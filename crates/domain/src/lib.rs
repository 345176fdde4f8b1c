//! DNS Kraken Domain Layer
pub mod config;
pub mod dns_query;
pub mod dns_record;
pub mod errors;
pub mod resolution;
pub mod resolver_options;
pub mod retry;
pub mod validators;
pub mod wildcard;
pub mod zone_transfer;

pub use config::{CliOverrides, Config, ConfigError};
pub use dns_query::QueryTarget;
pub use dns_record::{RData, RecordType};
pub use errors::DomainError;
pub use resolution::{QueryOutcome, ResolutionResult};
pub use resolver_options::{EdnsOptions, ResolverOptions};
pub use retry::RetryPolicy;
pub use wildcard::WildcardBaseline;
pub use zone_transfer::{ZoneData, ZoneRecord, ZoneTransferAttempt, ZoneTransferOutcome};
use serde::{Deserialize, Serialize};

pub const LOG_LEVELS: [&str; 5] = ["trace", "debug", "info", "warn", "error"];

/// Logging configuration
#[derive(Debug, Clone, Deserialize, Serialize)]
pub struct LoggingConfig {
    /// Log level (default: "warn", so reports on stdout stay readable)
    /// Options: "trace", "debug", "info", "warn", "error"
    #[serde(default = "default_log_level")]
    pub level: String,
}

impl Default for LoggingConfig {
    fn default() -> Self {
        Self {
            level: default_log_level(),
        }
    }
}

fn default_log_level() -> String {
    "warn".to_string()
}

================================

● **WHAT THE EXERCISE ASKS**: Once the line containing "pub use retry::RetryPolicy;" has been written out, please stop; every line before it, back to the first line of the records above, should be given exactly.

● **RESPONSE AREA**:
filename crates/domain/src/lib.rs
repository 345176fdde4f8b1c
//! DNS Kraken Domain Layer
pub mod config;
pub mod dns_query;
pub mod dns_record;
pub mod errors;
pub mod resolution;
pub mod resolver_options;
pub mod retry;
pub mod validators;
pub mod wildcard;
pub mod zone_transfer;

pub use config::{CliOverrides, Config, ConfigError};
pub use dns_query::QueryTarget;
pub use dns_record::{RData, RecordType};
pub use errors::DomainError;
pub use resolution::{QueryOutcome, ResolutionResult};
pub use resolver_options::{EdnsOptions, ResolverOptions};
pub use retry::RetryPolicy;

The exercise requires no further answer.